How much funds do you need post-retirement?
by Abhishek K. Digital Business Executive“A substantial 83 percent of workers in India had a coherent
plan in place for retirement as per a 2018 survey aimed at studying attitudes
and preparedness for retirement in India. Out of these, 28 percent of the
respondents stated that they had a written strategy towards their retirement
savings. According to the global findings of the same survey, Indians were the
most prepared for retirement that year compared to other countries across the
globe.” –Statista
The above
figures pertain to a period of the world before the ongoing pandemic and the
consequential uncertainty-ridden employment scene. The emphasis on saving and
planning for early retirement is higher than ever now. How many of us are tired
of balancing the endless abyss of expenses against a seemingly a trickle of an
income in the current scenario? How long are we prepared to fight the highs and
lows of a disturbed economy?
Financial
planning for a secure hassle-free retirement just takes a little bit of
planning. The sooner you want to retire, the longer will be your
post-retirement life logically. Therefore the ideal retirement corpus fund
needs to be planned accordingly.
Steps to plan for a retirement fund-
·
Jot down your goals for a retired life-
How do you
foresee your retired life? Travel? Setting up funds for your children after
they are grown up to help meet their financial responsibilities? Do you intend
to invest in a home for your partner and yourself? Just note down each plan and
scrutinize them. Categorize them into priorities and the amount that would go
into each.
·
Assess your current inflows-
What are your
ongoing expenses? How long do you think they would continue? Take stock of your
lifestyle and depending on your age, will you be able to get additional income
shortly. Remember that you may need at least 80 to 90% of your pre-retirement
income to meet your retirement goals. Plan and cut out unnecessary expenses
first and work towards holding back a chunk of your income to plan your
retirement corpus fund.
·
Identify additional retirement income sources
and risks-
Retirement
income may come from a variety of sources such as a pension, interest from
fixed deposits, say a sale of property, or even part-time work you may take up.

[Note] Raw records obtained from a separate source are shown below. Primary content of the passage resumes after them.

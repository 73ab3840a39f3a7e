use super::{handlers, state::AppState};
use axum::{
    routing::{get, post},
    Router,
};
use tower_http::trace::TraceLayer;

/// Creates the Axum router with all the application routes.
pub fn create_router(app_state: AppState) -> Router {
    Router::new()
        .route("/", get(handlers::root))
        .route("/health", get(handlers::health_check))
        .route("/enrich", post(handlers::enrich_handler))
        .with_state(app_state)
        .layer(TraceLayer::new_for_http())
}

The after-tax benefit of each source of income needs to be considered balanced
against factors such as inflation, increased lifestyle expenses, etc. Pay close
attention to each variable factor and prepare.
·
Do not ignore health care issues-
Let us
remember that usually stepping away from employment usually brings a change in
health care insurance coverage. In such cases, you may need to secure health
insurance on your own. Long-term care insurance plans often present a confusing
array of choices. How do you determine if it is right for you? A careful
evaluation of your situation is required or opting for the right plan
which includes life cover is advisable.
·
Do not shy away from consulting a financial
advisor and conduct research of your own too-
Some
individuals can plan their income well but for most a professional overseeing
their situation is a better option. A good planner ensures that a retirement
portfolio maintains a risk-appropriate asset allocation and, in some cases, can
provide advice on broader planning as well.
Conclusion-
Start early
and choose wisely. If you are yet to embark on this journey of planning your
retirement fund, it is about time you took the first step. We have chalked out
several flexible savings plans which will not only help plan your retirement
but also assist in providing the right financial cover for your loved ones.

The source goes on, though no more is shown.